De acordo com o Índice Firjan de Gestão Fiscal (IFGF), divulgado no dia 18, o município registrou apenas 0,478 pontos, resultado que o coloca entre os piores do Mato Grosso do Sul. A avaliação considera quatro pilares com peso igual: autonomia, gastos com pessoal, liquidez e capacidade de investimentos.
No levantamento estadual, Jardim foi incluído no grupo de 16 cidades em situação difícil, enquanto 34 apresentaram gestão classificada como boa e 25 alcançaram o nível de excelência.
Principais problemas
Segundo a Firjan, os gastos excessivos com pessoal foram o fator mais crítico na última gestão, esgotando a margem financeira e limitando os investimentos. Isso enfraqueceu a liquidez orçamentária e reduziu a capacidade do município em implementar políticas públicas estratégicas. O presidente da Firjan, Luiz Césio Caetano, destacou que quando o quadro se agrava, “os municípios ficam impossibilitados de aplicar recursos em áreas essenciais, o que compromete a qualidade dos serviços públicos oferecidos à população”.
Ações da gestão atual
Com a posse do prefeito Juliano Miranda em 2025, a administração municipal tem buscado reverter o quadro. Entre as primeiras medidas anunciadas estão:
- Revisão da folha de pagamento para reduzir custos com pessoal e adequar os percentuais aos limites da Lei de Responsabilidade Fiscal.
- Corte de despesas não essenciais e reestruturação de contratos administrativos considerados onerosos.
- Plano de recuperação da capacidade de investimento, focado inicialmente em obras de infraestrutura básica e modernização da gestão tributária para ampliar a arrecadação.
- Ações de transparência e controle interno, com relatórios trimestrais de execução orçamentária, a fim de reconquistar credibilidade junto a órgãos de fiscalização e sociedade civil.
Desafios à frente
Apesar das medidas, especialistas apontam que a recuperação tende a ser lenta e exigirá disciplina fiscal. Para um município classificado em situação difícil, reverter o quadro significa não apenas equilibrar contas, mas também retomar gradualmente a capacidade de investir em saúde, educação e infraestrutura, áreas diretamente afetadas pelo desequilíbrio da gestão anterior.
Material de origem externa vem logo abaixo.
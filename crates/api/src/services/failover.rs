//! Chat delivery with credential failover.
//!
//! A request starts on the rotator's current credential. Quota exhaustion,
//! timeouts and transport failures rotate to the next credential and retry,
//! sequentially, until every credential has been tried once. Any other
//! upstream status ends the request immediately without rotating.

use std::sync::Arc;

use super::{
    chat::{ChatError, ChatUpstream},
    credentials::CredentialRotator,
};
use crate::redact::Redactor;

/// Successful chat delivery.
#[derive(Debug, Clone, PartialEq, Eq)]
pub struct ChatReply {
    pub text: String,
    /// Number of upstream calls made, including the successful one.
    pub attempts: usize,
}

/// Terminal failure of a chat request.
#[derive(Debug, thiserror::Error, PartialEq, Eq)]
pub enum FailoverError {
    /// Every credential reported quota exhaustion.
    #[error("all credentials exhausted after {attempts} attempts")]
    Exhausted { attempts: usize },
    /// The retry budget ran out and the final attempt timed out.
    #[error("upstream timed out ({attempts} attempts)")]
    Timeout { attempts: usize },
    /// The retry budget ran out and the final attempt could not reach the upstream.
    #[error("upstream unreachable ({attempts} attempts)")]
    Unreachable { attempts: usize },
    /// Non-retryable upstream status.
    #[error("upstream rejected the request with status {status}")]
    Rejected { status: u16 },
}

pub struct ChatFailover {
    rotator: Arc<CredentialRotator>,
    upstream: Arc<dyn ChatUpstream>,
    redactor: Arc<Redactor>,
}

impl ChatFailover {
    pub fn new(
        rotator: Arc<CredentialRotator>,
        upstream: Arc<dyn ChatUpstream>,
        redactor: Arc<Redactor>,
    ) -> Self {
        Self {
            rotator,
            upstream,
            redactor,
        }
    }

    pub fn credential_count(&self) -> usize {
        self.rotator.len()
    }

    pub async fn send(&self, message: &str) -> Result<ChatReply, FailoverError> {
        let budget = self.rotator.len();
        let mut credential = self.rotator.current();
        let mut attempts = 0;

        loop {
            let key = self.rotator.position() + 1;
            attempts += 1;

            let err = match self.upstream.send(&credential, message).await {
                Ok(text) => {
                    tracing::info!(key, total = budget, attempts, "chat upstream answered");
                    return Ok(ChatReply { text, attempts });
                }
                Err(ChatError::Status(status)) => {
                    tracing::error!(key, total = budget, status, "chat upstream rejected request");
                    return Err(FailoverError::Rejected { status });
                }
                Err(err) => err,
            };

            tracing::warn!(
                key,
                total = budget,
                attempts,
                error = %self.redactor.scrub_error(&err),
                "chat attempt failed, rotating credential"
            );
            credential = self.rotator.advance();

            if attempts >= budget {
                tracing::error!(attempts, "chat retry budget spent");
                return Err(match err {
                    ChatError::Timeout => FailoverError::Timeout { attempts },
                    ChatError::Transport(_) => FailoverError::Unreachable { attempts },
                    _ => FailoverError::Exhausted { attempts },
                });
            }
        }
    }
}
O prefeito Juliano Miranda afirmou, em suas primeiras declarações públicas sobre o tema, que o objetivo de sua gestão é “resgatar a confiança da população e devolver a Jardim a condição de cidade organizada, com serviços funcionando e contas transparentes”. Com as medidas iniciais, Jardim busca reconstruir sua trajetória e sair da lista das administrações em crise, devolvendo estabilidade fiscal e qualidade nos serviços básicos à população.